Saturday, May 23, 2015

The Woman in Gold

After seeing “The Kiss” last year in Vienna I went on a crash course on artist Gustav Klimt. So I was excited last month to see his sumptuous “Portrait of Adele Bloch-Bauer I” at an exhibit at the Neue Galerie timed to coincide with the opening of a film about the portrait’s history. The painting was renamed “The Woman in Gold” by the Nazis when they confiscated it from its Jewish owners. Why? Adele Bloch-Bauer was Jewish. The Nazis had a rapacious eye for art, and they could well recognize beauty, but they could not acknowledge it in a Jew.

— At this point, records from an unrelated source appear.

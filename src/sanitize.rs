use std::borrow::Cow;
use std::sync::LazyLock;

use regex::Regex;

// Non-greedy up to the first matching close tag, across lines.
static SCRIPT: LazyLock<Regex> =
    LazyLock::new(|| Regex::new(r"(?is)<script\b.*?</script>").expect("script pattern"));
static IFRAME: LazyLock<Regex> =
    LazyLock::new(|| Regex::new(r"(?is)<iframe\b.*?</iframe>").expect("iframe pattern"));
static JAVASCRIPT_SCHEME: LazyLock<Regex> =
    LazyLock::new(|| Regex::new(r"(?i)javascript:").expect("scheme pattern"));
static EVENT_HANDLER: LazyLock<Regex> =
    LazyLock::new(|| Regex::new(r"(?i)on[0-9a-z_]+\s*=").expect("handler pattern"));

/// Strip dangerous embedded markup from raw text.
///
/// This is a textual filter, not an HTML sanitizer: complete `<script>` and
/// `<iframe>` elements are dropped, along with every `javascript:` scheme and
/// every `on<word>=` handler pattern. Removal repeats until nothing matches so
/// that stripping one pattern cannot join the halves of another.
pub fn sanitize(raw: &str) -> Cow<'_, str> {
    let mut text = Cow::Borrowed(raw);
    loop {
        let stripped = match strip_once(&text) {
            Cow::Owned(stripped) => stripped,
            Cow::Borrowed(_) => break,
        };
        tracing::debug!(
            removed = text.len() - stripped.len(),
            "stripped dangerous markup"
        );
        text = Cow::Owned(stripped);
    }
    text
}

fn strip_once(text: &str) -> Cow<'_, str> {
    let mut out = Cow::Borrowed(text);
    for re in [&*SCRIPT, &*IFRAME, &*JAVASCRIPT_SCHEME, &*EVENT_HANDLER] {
        let stripped = match re.replace_all(&out, "") {
            Cow::Owned(stripped) => Some(stripped),
            Cow::Borrowed(_) => None,
        };
        if let Some(stripped) = stripped {
            out = Cow::Owned(stripped);
        }
    }
    out
}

Image: Neue Galerie, New York

Tuesday, May 19, 2015

50 Ways To Leave Your Dentist

Carol was cool, a woman dentist when there were no women dentists, and her boyfriend-receptionist was a tattooed biker with silver rings. But Carol got this new hygienist, a former oral surgeon from a former Soviet Republic, who cleaned my teeth with violent efficiency, as though I were out cold. Blood streamed down my cheek and that was that.
     Then I found Joel. He was an empath, flinching whenever I’d flinch, yet I liked him and his thin, tired eyes. Six months later, when I came back, he was gone. Joel quit, they said. I always thought he’d committed suicide.

Saturday, May 16, 2015

Decalcification

My dentist was concerned about a couple of brown spots he’d found on my lower-left canine. Decalcification, he called it and planned on touching them up with a bit of bonding material. No freezing necessary.
     To his surprise, though, they turned out to be cavities. He was preparing the surface, he told me, “and the drill just sunk right in.”
     And for all of the horror I’ve seen in the spit bowl, I think it disturbed me more right then to hear my tooth decay discussed as casually as I might describe the wood rotting away on my front porch.
Image by Linda Wilson.

Thursday, May 14, 2015

4 out of 5 Dentists

It’s a proven fact that the gallons of fluoridated water that ran through our taps helped mitigate the tooth-rotting effects of childhood Tang drinking. But while Gen Xers reared on Cap’n Crunch and Pop Tarts may have been spared a mouthful of cavities, they now must endure the semi-annual harangue for cosmetic enhancements proffered by dentists who no longer earn their keep from fillings and extractions. My tooth doctor's pushing a $3000 porcelain overlay on a wonky molar. She keeps composites in a repurposed Ferragamo scarf box. These she shows me so that I can understand how the procedure works.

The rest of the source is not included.